Mempertimbangkan jumlah jamaah umrah di Indonesia yang lebih banyak dibandingkan jamaah haji.
Zulkarnain mengatakan pemerintah Indonesia seharusnya mengerti seberapa penting untuk membuat peraturan yang mengatur soal umrah.
"Harusnya kan dari jauh hari sudah ada undang-undang haji dan umrah," kata Zulkarnain.
"Lebih banyak jamaah umrah dibanding jamaah haji."
"Jamaah umrah bisa 10 juta orang setahun, jamaah haji 2 juta paling banyak 3 juta setahun."
"Harusnya pemerintah dari awal sudah membuat undang-undang yang mengatur tentang haji dan umrah," tambahnya.
Zulkarnain kembali membahas bagaimana pemerintah hingga tahun 2019 tidak membuat undang-undang soal umrah.

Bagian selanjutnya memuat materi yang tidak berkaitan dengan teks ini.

//! Wires the library, ingestion, job and sync components into a running node.

use crate::archive_jobs::JobManager;
use crate::config::{AppConfig, SYSTEM_DIR_NAME};
use crate::ingestion::{IngestHandle, IngestPipeline, Ingestor, PollingWatcher};
use crate::library::{RemoteStore, SqliteLibraryStore, TrackIndex};
use crate::media::{MetadataExtractor, PathGuard, SignatureVerifier};
use crate::server::{ServerConfig, ServerState};
use crate::sync::{is_valid_remote_name, HttpPeerConnector, PeerConnector, SyncOrchestrator};
use crate::throttle::bytes_per_second_from_mbps;
use anyhow::{Context, Result};
use std::sync::Arc;
use tokio::task::JoinHandle;
use tokio_util::sync::CancellationToken;
use tokio_util::task::TaskTracker;
use tracing::{info, warn};

pub struct Node {
    state: ServerState,
    ingest: IngestHandle,
    ingest_worker: JoinHandle<()>,
    watcher: JoinHandle<()>,
    watcher_stop: CancellationToken,
    shutdown: CancellationToken,
    tasks: TaskTracker,
}

impl Node {
    pub fn start(config: &AppConfig, extractor: Arc<dyn MetadataExtractor>) -> Result<Self> {
        Self::start_with_connector(
            config,
            extractor,
            Arc::new(HttpPeerConnector::new(config.request_timeout)),
        )
    }

    /// Like [`Node::start`], with a custom way of reaching peers.
    pub fn start_with_connector(
        config: &AppConfig,
        extractor: Arc<dyn MetadataExtractor>,
        connector: Arc<dyn PeerConnector>,
    ) -> Result<Self> {
        for dir in [config.system_dir(), config.staging_dir(), config.imports_dir()] {
            std::fs::create_dir_all(&dir)
                .with_context(|| format!("Failed to create directory {:?}", dir))?;
        }

        info!("Opening library database at {:?}...", config.db_path());
        let store = Arc::new(SqliteLibraryStore::new(config.db_path())?);
        seed_remotes(store.as_ref(), config)?;

        let guard = Arc::new(
            PathGuard::new(&config.root, SYSTEM_DIR_NAME)
                .with_context(|| format!("Failed to resolve managed root {:?}", config.root))?,
        );
        let verifier = Arc::new(SignatureVerifier::new(
            &config.security.extensions,
            &config.security.signatures,
        ));

        let shutdown = CancellationToken::new();
        let tasks = TaskTracker::new();

        let ingestor = Ingestor::new(guard.clone(), store.clone(), verifier, extractor);
        let (ingest, ingest_worker) =
            IngestPipeline::spawn(ingestor, config.ingest.queue_capacity, shutdown.clone());

        let mut watcher = PollingWatcher::new(
            guard.root().to_path_buf(),
            guard.system_dir().to_path_buf(),
            config.ingest.watch_interval,
        );
        let known = store.list_paths()?;
        info!("Library index holds {} paths", known.len());
        watcher.seed_known(known.iter().map(|rel| guard.absolute(rel)));
        let watcher_stop = shutdown.child_token();
        let watcher = tokio::spawn(watcher.run(ingest.clone(), watcher_stop.clone()));

        let job_manager = Arc::new(JobManager::new(
            guard.clone(),
            config.staging_dir(),
            config.job_expiry,
            tasks.clone(),
            shutdown.clone(),
        ));
        let orchestrator = Arc::new(SyncOrchestrator::new(
            store.clone(),
            store.clone(),
            connector,
            config.imports_dir(),
            config.staging_dir(),
            config.sync.clone(),
            tasks.clone(),
        ));

        let server_config = ServerConfig {
            requests_logging_level: config.logging_level.clone(),
            port: config.port,
            admin_key: config.admin_key.clone(),
            download_bytes_per_second: bytes_per_second_from_mbps(
                config.security.download_throttle_mbps,
            ),
        };
        let state = ServerState::new(
            server_config,
            store.clone(),
            store,
            guard,
            job_manager,
            orchestrator,
        );

        Ok(Self {
            state,
            ingest,
            ingest_worker,
            watcher,
            watcher_stop,
            shutdown,
            tasks,
        })
    }

    pub fn state(&self) -> ServerState {
        self.state.clone()
    }

    pub fn ingest(&self) -> &IngestHandle {
        &self.ingest
    }

    /// Stops the watcher, cancels syncs, drains the ingest queue, then waits
    /// for packaging and sync tasks to finish.
    pub async fn shutdown(self) {
        info!("Shutting down node...");
        self.watcher_stop.cancel();
        if let Err(err) = self.watcher.await {
            warn!("Watcher task failed: {}", err);
        }

        self.state.sync_orchestrator.cancel_all();

        if let Err(err) = self.ingest.flush().await {
            warn!("Could not flush ingest queue: {}", err);
        }
        self.shutdown.cancel();

        self.tasks.close();
        self.tasks.wait().await;
        if let Err(err) = self.ingest_worker.await {
            warn!("Ingest worker failed: {}", err);
        }
        info!("Node stopped");
    }
}

/// Inserts configured remotes the store does not know yet. Existing records
/// keep their url and `last_sync`.
fn seed_remotes(store: &dyn RemoteStore, config: &AppConfig) -> Result<()> {
    for remote in &config.remotes {
        if !is_valid_remote_name(&remote.name) {
            warn!("Ignoring configured remote with invalid name {:?}", remote.name);
            continue;
        }
        if store.seed_remote(&remote.name, &remote.url)? {
            info!("Added remote {} from config", remote.name);
        }
    }
    Ok(())
}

"Tapi sampai 2019 itu yang ada undang-undangnya hanya mengurus haji tidak mengurus umrah," jelas Zulkarnain.
"Umrah hanya dengan Permen, Peraturan Menteri saja," tambahnya.
• MUI Tak Setuju Menag Katakan Aturan Busana Tidak Ada di Hadis: Jelas Punya Dasar Hadis-Hadis Sahih
Video dapat dilihat menit 2.00
(TribunWow.com/Anung Malik)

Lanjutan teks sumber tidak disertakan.